_PROBLEM TO WORK ON_
For each line in the material below that holds "activities", copy that line.

====================

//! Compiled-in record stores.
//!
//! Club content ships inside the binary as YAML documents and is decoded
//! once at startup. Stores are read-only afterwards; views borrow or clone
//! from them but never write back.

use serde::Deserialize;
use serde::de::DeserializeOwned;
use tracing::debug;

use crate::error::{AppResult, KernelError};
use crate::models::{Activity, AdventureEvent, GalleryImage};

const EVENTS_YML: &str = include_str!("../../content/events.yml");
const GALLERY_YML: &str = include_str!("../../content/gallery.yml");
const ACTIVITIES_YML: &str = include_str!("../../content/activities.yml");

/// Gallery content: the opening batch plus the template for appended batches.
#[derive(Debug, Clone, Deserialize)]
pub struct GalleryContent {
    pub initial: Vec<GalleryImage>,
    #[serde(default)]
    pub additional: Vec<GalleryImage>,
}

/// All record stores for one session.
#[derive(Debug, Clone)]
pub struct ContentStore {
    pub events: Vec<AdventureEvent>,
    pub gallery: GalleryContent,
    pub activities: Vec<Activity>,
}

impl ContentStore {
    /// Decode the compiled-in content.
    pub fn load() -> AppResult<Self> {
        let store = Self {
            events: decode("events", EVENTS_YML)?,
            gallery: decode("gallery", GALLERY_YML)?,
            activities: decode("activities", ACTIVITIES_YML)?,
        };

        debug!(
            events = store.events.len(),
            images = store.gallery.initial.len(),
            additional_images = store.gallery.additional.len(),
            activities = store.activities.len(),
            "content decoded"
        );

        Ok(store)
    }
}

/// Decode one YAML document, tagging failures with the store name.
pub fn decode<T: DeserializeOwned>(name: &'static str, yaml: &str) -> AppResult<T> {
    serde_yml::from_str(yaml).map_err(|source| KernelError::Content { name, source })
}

====================

_TASK OUTPUT_
const ACTIVITIES_YML: &str = include_str!("../../content/activities.yml");
    pub activities: Vec<Activity>,
            activities: decode("activities", ACTIVITIES_YML)?,
            activities = store.activities.len(),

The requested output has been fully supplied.